Sejm na dodatkowym posiedzeniu w połowie sierpnia ma zająć się powołaniem komisji badającej rosyjskie wpływy i wyborem jej członków — dowiedział się nieoficjalne Onet. Taka decyzja polityczna została podjęta w centrali Prawa i Sprawiedliwości, która jeszcze przed końcem wakacji chce, by komisja zwana lex Tusk rozpoczęła pierwsze przesłuchania.
Na ten moment Prawo i Sprawiedliwość czekało od wielu tygodni.
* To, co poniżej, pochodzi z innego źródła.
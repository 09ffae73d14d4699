//! Scripture and hymnal lookup
//!
//! Scripture corpora and hymnal categories are JSON documents stored in a
//! directory. References such as `Genesis 1:30-2:5` are parsed, completed
//! against a corpus and resolved to the verses they name.

pub mod domain;
pub use domain::{BookToken, Config, Corpus, Error, ParsedReference, Reference};

/// Filesystem-backed loading and caching of corpora and hymnals.
pub mod storage;
pub use storage::{CorpusRegistry, CorpusSource, DirectorySource, HymnalStore, LoadError};
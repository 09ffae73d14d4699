//! Where corpora and hymnal categories come from.
//!
//! [`DirectorySource`] reads JSON documents laid out under a data root:
//!
//! ```text
//! <root>/lectern.toml
//! <root>/bible/bible_<language>.json
//! <root>/hymnal/<category>.json
//! ```

use std::{
    ffi::OsStr,
    fs::File,
    io::{self, BufReader},
    path::{Path, PathBuf},
};

use serde::de::DeserializeOwned;
use walkdir::WalkDir;

use crate::domain::{Config, Corpus, HymnCategory};

/// Name of the configuration file at the data root.
pub const CONFIG_FILE: &str = "lectern.toml";

/// Directory holding one corpus file per language.
pub const BIBLE_DIR: &str = "bible";

/// Directory holding one file per hymnal category.
pub const HYMNAL_DIR: &str = "hymnal";

/// Errors that can occur when loading a corpus or hymnal category.
#[derive(Debug, thiserror::Error)]
pub enum LoadError {
    /// The file does not exist.
    #[error("file not found: {}", .0.display())]
    NotFound(PathBuf),

    /// The file exists but could not be read.
    #[error("failed to read {}", path.display())]
    Io {
        /// The file that was read.
        path: PathBuf,
        /// The underlying error.
        #[source]
        source: io::Error,
    },

    /// The file is not a valid corpus document.
    #[error("failed to parse {}", path.display())]
    Json {
        /// The file that was parsed.
        path: PathBuf,
        /// The underlying error.
        #[source]
        source: serde_json::Error,
    },

    /// The language is not in the configured list.
    #[error("unsupported language: {0}")]
    UnsupportedLanguage(String),

    /// The file is valid JSON but not a hymnal category.
    #[error("invalid hymnal format in {}", path.display())]
    InvalidHymnal {
        /// The file that was parsed.
        path: PathBuf,
        /// The underlying error.
        #[source]
        source: serde_json::Error,
    },
}

/// A provider of corpora and hymnal categories.
pub trait CorpusSource: Send + Sync {
    /// Loads the scripture corpus for a language.
    ///
    /// # Errors
    ///
    /// Returns a [`LoadError`] if the language is unsupported or its corpus
    /// cannot be read.
    fn load_bible(&self, language: &str) -> Result<Corpus, LoadError>;

    /// Loads one hymnal category.
    ///
    /// # Errors
    ///
    /// Returns a [`LoadError`] if the category cannot be read or is not a
    /// valid hymnal document.
    fn load_hymnal(&self, category: &str) -> Result<HymnCategory, LoadError>;

    /// The names of every hymnal category available, sorted.
    fn hymnal_categories(&self) -> Vec<String>;
}

/// A filesystem backed source rooted at a data directory.
#[derive(Debug, Clone)]
pub struct DirectorySource {
    root: PathBuf,
    config: Config,
}

impl DirectorySource {
    /// Opens a data root, reading its configuration if present.
    #[must_use]
    pub fn new(root: PathBuf) -> Self {
        let config = load_config(&root);
        Self { root, config }
    }

    /// Opens a data root with an explicit configuration.
    #[must_use]
    pub const fn with_config(root: PathBuf, config: Config) -> Self {
        Self { root, config }
    }

    /// The data root.
    #[must_use]
    pub fn root(&self) -> &Path {
        &self.root
    }

    /// The configuration in effect.
    #[must_use]
    pub const fn config(&self) -> &Config {
        &self.config
    }

    /// The path of the corpus file for a language.
    #[must_use]
    pub fn bible_path(&self, language: &str) -> PathBuf {
        self.root
            .join(BIBLE_DIR)
            .join(format!("bible_{}.json", language.to_lowercase()))
    }

    /// The path of the file for a hymnal category.
    ///
    /// File names are matched ignoring case, so `FFPM` finds `ffpm.json`.
    #[must_use]
    pub fn hymnal_path(&self, category: &str) -> PathBuf {
        let dir = self.root.join(HYMNAL_DIR);
        let exact = dir.join(format!("{category}.json"));
        if exact.is_file() {
            return exact;
        }
        hymnal_paths(&dir)
            .into_iter()
            .find(|path| stem(path).is_some_and(|s| s.eq_ignore_ascii_case(category)))
            .unwrap_or(exact)
    }
}

impl CorpusSource for DirectorySource {
    #[tracing::instrument(level = "debug", skip(self))]
    fn load_bible(&self, language: &str) -> Result<Corpus, LoadError> {
        if !self.config.is_language_supported(language) {
            return Err(LoadError::UnsupportedLanguage(language.to_string()));
        }
        read_json(&self.bible_path(language), |path, source| {
            LoadError::Json { path, source }
        })
    }

    #[tracing::instrument(level = "debug", skip(self))]
    fn load_hymnal(&self, category: &str) -> Result<HymnCategory, LoadError> {
        read_json(&self.hymnal_path(category), |path, source| {
            if source.is_data() {
                LoadError::InvalidHymnal { path, source }
            } else {
                LoadError::Json { path, source }
            }
        })
    }

    fn hymnal_categories(&self) -> Vec<String> {
        let mut names: Vec<String> = hymnal_paths(&self.root.join(HYMNAL_DIR))
            .iter()
            .filter_map(|path| stem(path).map(str::to_string))
            .collect();
        names.sort();
        names
    }
}

/// Loads the configuration at the data root, or the default.
fn load_config(root: &Path) -> Config {
    let path = root.join(CONFIG_FILE);
    Config::load(&path).unwrap_or_else(|e| {
        tracing::debug!("Failed to load config: {e}");
        Config::default()
    })
}

/// Opens and deserializes a JSON file.
///
/// `invalid` classifies parse failures that are not I/O errors.
fn read_json<T, F>(path: &Path, invalid: F) -> Result<T, LoadError>
where
    T: DeserializeOwned,
    F: FnOnce(PathBuf, serde_json::Error) -> LoadError,
{
    let file = File::open(path).map_err(|source| match source.kind() {
        io::ErrorKind::NotFound => LoadError::NotFound(path.to_path_buf()),
        _ => LoadError::Io {
            path: path.to_path_buf(),
            source,
        },
    })?;

    serde_json::from_reader(BufReader::new(file)).map_err(|e| {
        if e.is_io() {
            LoadError::Io {
                path: path.to_path_buf(),
                source: e.into(),
            }
        } else {
            invalid(path.to_path_buf(), e)
        }
    })
}

fn hymnal_paths(dir: &Path) -> Vec<PathBuf> {
    WalkDir::new(dir)
        .max_depth(1)
        .into_iter()
        .filter_map(Result::ok)
        .filter(|entry| entry.file_type().is_file())
        .filter(|entry| entry.path().extension() == Some(OsStr::new("json")))
        .map(walkdir::DirEntry::into_path)
        .collect()
}

fn stem(path: &Path) -> Option<&str> {
    path.file_stem().and_then(OsStr::to_str)
}
use clap::Parser;
use lectern::domain::{SearchResults, search};
use tracing::instrument;

use super::{Context, OutputFormat, print_json, terminal::Colorize};

#[derive(Debug, Parser)]
pub struct Search {
    /// The text to look for, ignoring case
    #[arg(required = true, num_args = 1..)]
    keyword: Vec<String>,

    /// Output format
    #[arg(long, value_name = "FORMAT", default_value = "pretty")]
    output: OutputFormat,
}

impl Search {
    #[instrument(level = "debug", skip(self, context))]
    pub fn run(self, context: &Context) -> anyhow::Result<()> {
        let corpus = context.corpus()?;
        let results = search::search(&corpus, &self.keyword.join(" "));

        match self.output {
            OutputFormat::Pretty => print_results(&results),
            OutputFormat::Json => print_json(&results)?,
        }
        Ok(())
    }
}

pub fn print_results(results: &SearchResults) {
    for hit in &results.results {
        println!("{}", hit.reference.info());
        println!("  {}", super::terminal::wrap(&hit.text, 2));
    }
    match results.count {
        0 => println!("{}", "No matching verses".warning()),
        1 => println!("\n{}", "1 matching verse".dim()),
        n => println!("\n{}", format!("{n} matching verses").dim()),
    }
}
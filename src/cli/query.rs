use clap::Parser;
use lectern::domain::{QueryOutcome, query};
use tracing::instrument;

use super::{Context, OutputFormat, print_json, read::print_range, search::print_results};

#[derive(Debug, Parser)]
pub struct Query {
    /// A reference such as "Salamo 23" or any text to search for
    #[arg(required = true, num_args = 1..)]
    text: Vec<String>,

    /// Output format
    #[arg(long, value_name = "FORMAT", default_value = "pretty")]
    output: OutputFormat,
}

impl Query {
    #[instrument(level = "debug", skip(self, context))]
    pub fn run(self, context: &Context) -> anyhow::Result<()> {
        let corpus = context.corpus()?;
        let outcome = query::query(&corpus, &self.text.join(" "));

        match (self.output, &outcome) {
            (OutputFormat::Json, _) => print_json(&outcome)?,
            (OutputFormat::Pretty, QueryOutcome::Passage(range)) => print_range(range),
            (OutputFormat::Pretty, QueryOutcome::Search(results)) => print_results(results),
        }
        Ok(())
    }
}

#[cfg(test)]
mod tests {
    use super::*;
    use crate::cli::fixtures;

    fn query(text: &str, output: OutputFormat) -> Query {
        Query {
            text: vec![text.to_string()],
            output,
        }
    }

    #[test]
    fn query_run_reads_or_searches() {
        let root = fixtures::data_root();
        let context = fixtures::context(&root, "en");

        for output in [OutputFormat::Pretty, OutputFormat::Json] {
            query("Genesis 1:1-2", output)
                .run(&context)
                .expect("a reference is read");
            query("Tobit 1:1", output)
                .run(&context)
                .expect("a failed reference is searched for");
            query("light", output)
                .run(&context)
                .expect("a keyword is searched for");
        }
    }
}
Zgodnie z przewidywaniami i zapowiedziami płynącymi z Pałacu Prezydenckiego, bez zbędnej zwłoki prezydent Andrzej Duda złożył swój podpis pod nowelizacją ustawy, powołującej komisję do zbadania rosyjskich wpływów na bezpieczeństwo Polski w latach 2007-2022. W ten sposób kończąc pewną legislacyjną sagę, którą osobiście przedłużał wbrew woli i ku dużemu zaskoczeniu partii rządzącej.
Choć pierwotna inicjatywa PiS doczekała się szybkiego podpisu głowy państwa i weszła w życie 31 maja, to już 2 czerwca niespodziewanie ten sam prezydent złożył jej pilną nowelizację. W ten sposób wprawił w konsternację nie tylko centralę partyjną na Nowogrodzkiej, ale także własnych współpracowników i całą opinię publiczną. Trudno bowiem było zrozumieć tak szybką zmianę zdania głowy państwa w ocenie tych samych przepisów.